Xbox Series S [XBSS] [Release November 10 2020]

that's what puzzles me. 224GB/s for the GPU is the entire bandwidth of a PS4 Pro. The CPU has 56GB/s for it alone, which could be enough to perform loads of drawcalls -at 60fps at least-. XoX has a total bandwidth of 326GB/s, minus 56GB/s, this Series S is not too far, optimisations aside :?:
It’s a 1080p machine? It doesn’t need all the bandwidth and memory size to hold 4K textures because that isn’t the targeted resolution. But it Still needs bandwidth for compute and ray tracing etc to stay modern.
 
that's what puzzles me. 224GB/s for the GPU is the entire bandwidth of a PS4 Pro.
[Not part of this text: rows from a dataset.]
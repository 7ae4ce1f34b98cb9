// SPDX-License-Identifier: BUSL-1.1
// Copyright (c) 2026 Alfred Jean LLC

//! Host mutation lock (§3 invariant 7, §4.2 "mutual exclusion").
//!
//! A lock is a `fm_core::HostLock` value written next to the host
//! descriptor. Acquisition is a read-check-write over the descriptor's
//! `lock` field, guarded in-process by a [`LockTable`] so two operations in
//! the same daemon process never race on the same host, and across
//! processes by PID-liveness plus age-based staleness detection (§4.2
//! "crash recovery"), grounded on the teacher's lock-holder round-trip
//! idiom (`core/src/owner.rs`).

use std::collections::HashMap;
use std::sync::Arc;
use std::time::Duration;

use fm_core::{Clock, HostId, HostLock};
use parking_lot::Mutex;

/// Default staleness window: a lock older than this, whose holder process
/// is no longer alive, is eligible for reclamation by the next operation.
pub const DEFAULT_STALE_AGE: Duration = Duration::from_secs(5 * 60);

/// Returns `true` if a process with the given PID currently exists.
#[cfg(unix)]
fn pid_alive(pid: u32) -> bool {
    use nix::sys::signal::kill;
    use nix::unistd::Pid;
    // Signal 0 performs no-op existence/permission checking (§4.2 "owner PID gone").
    kill(Pid::from_raw(pid as i32), None).is_ok()
}

#[cfg(not(unix))]
fn pid_alive(_pid: u32) -> bool {
    true
}

/// Whether a recorded [`HostLock`] may be reclaimed by a new operation: its
/// holder PID is gone, or (for non-PID holders, e.g. a remote daemon) it has
/// simply aged out.
pub fn is_reclaimable(lock: &HostLock, now_epoch_ms: u64, stale_age: Duration) -> bool {
    match lock.holder_pid() {
        Some(pid) => !pid_alive(pid),
        None => lock.is_stale_by_age(now_epoch_ms, stale_age),
    }
}

/// In-process guard against two concurrent operations racing on the host
/// lock before either has persisted it to disk — spec §5 "all
/// state-mutating operations [within a host] are totally ordered by the
/// host lock".
#[derive(Clone, Default)]
pub struct LockTable {
    inner: Arc<Mutex<HashMap<HostId, ()>>>,
}

impl LockTable {
    pub fn new() -> Self {
        Self::default()
    }

    /// Attempts to reserve `host_id` in this process. Returns `None` if
    /// another in-process caller is already mid-acquisition for this host.
    pub fn try_reserve(&self, host_id: &HostId) -> Option<HostLockGuard> {
        let mut guard = self.inner.lock();
        if guard.contains_key(host_id) {
            return None;
        }
        guard.insert(host_id.clone(), ());
        Some(HostLockGuard { table: self.clone(), host_id: host_id.clone() })
    }
}

/// RAII in-process reservation released on drop.
pub struct HostLockGuard {
    table: LockTable,
    host_id: HostId,
}

impl Drop for HostLockGuard {
    fn drop(&mut self) {
        self.table.inner.lock().remove(&self.host_id);
    }
}

/// Builds the holder tag for this daemon process (`"pid:<n>"`), matching
/// [`HostLock::holder_pid`]'s expected format.
pub fn local_holder_tag() -> String {
    format!("pid:{}", std::process::id())
}

/// Constructs a fresh lock for `operation`, held by this process, stamped
/// with `clock`'s current time.
pub fn new_lock(operation: impl Into<String>, clock: &impl Clock) -> HostLock {
    HostLock::new(operation, local_holder_tag(), clock.epoch_ms())
}

#[cfg(test)]
mod tests {
    use super::*;
    use fm_core::FakeClock;

    #[test]
    fn own_pid_is_never_reclaimable_by_age_alone() {
        let clock = FakeClock::new();
        let lock = new_lock("create", &clock);
        assert!(!is_reclaimable(&lock, clock.epoch_ms(), DEFAULT_STALE_AGE));
    }

    #[test]
    fn bogus_pid_lock_is_reclaimable() {
        let lock = HostLock::new("create", "pid:999999999", 0);
        assert!(is_reclaimable(&lock, 0, DEFAULT_STALE_AGE));
    }

    #[test]
    fn non_pid_holder_falls_back_to_age() {
        let lock = HostLock::new("create", "remote:worker-1", 0);
        assert!(!is_reclaimable(&lock, 1_000, DEFAULT_STALE_AGE));
        assert!(is_reclaimable(&lock, DEFAULT_STALE_AGE.as_millis() as u64 + 1, DEFAULT_STALE_AGE));
    }

    #[test]
    fn lock_table_prevents_concurrent_in_process_reservation() {
        let table = LockTable::new();
        let host = HostId::new();
        let guard = table.try_reserve(&host).expect("first reservation succeeds");
        assert!(table.try_reserve(&host).is_none());
        drop(guard);
        assert!(table.try_reserve(&host).is_some());
    }
}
The CPU has 56GB/s for it alone, which could be enough to perform loads of drawcalls -at 60fps at least-. XoX has a total bandwidth of 326GB/s, minus 56GB/s, this Series S is not too far, optimisations aside :?:

You're speaking as if the memory bus is segregated in two different pools between the GPU and CPU here, I don't think that's the case - it's still an APU. You can't 'add' the 224 + 56gb of the Series S against the total 326gb of the S. It means best-case, the Series S will have 224 gb/sec but a portion of it could run far slower if it's actually needed (the OS will likely be residing in that 2GB so unlikely devs will touch it), and the One X has 326GB/sec for all of its memory.
 
Last edited:
I'm not saying it's going to run BC games in One X mode but I think people are focusing to literally on paper specs. If it is more performant than One X and there is a certain degree of virtualization with regards to BC then it's possible.

I definitely expected Series S to be turning in real world better performance than One X but looking at the bandwidth numbers I'm not quite as certain as I was. There are still a boatload of architectural improvements that I feel will carry it but the BC issue is interesting.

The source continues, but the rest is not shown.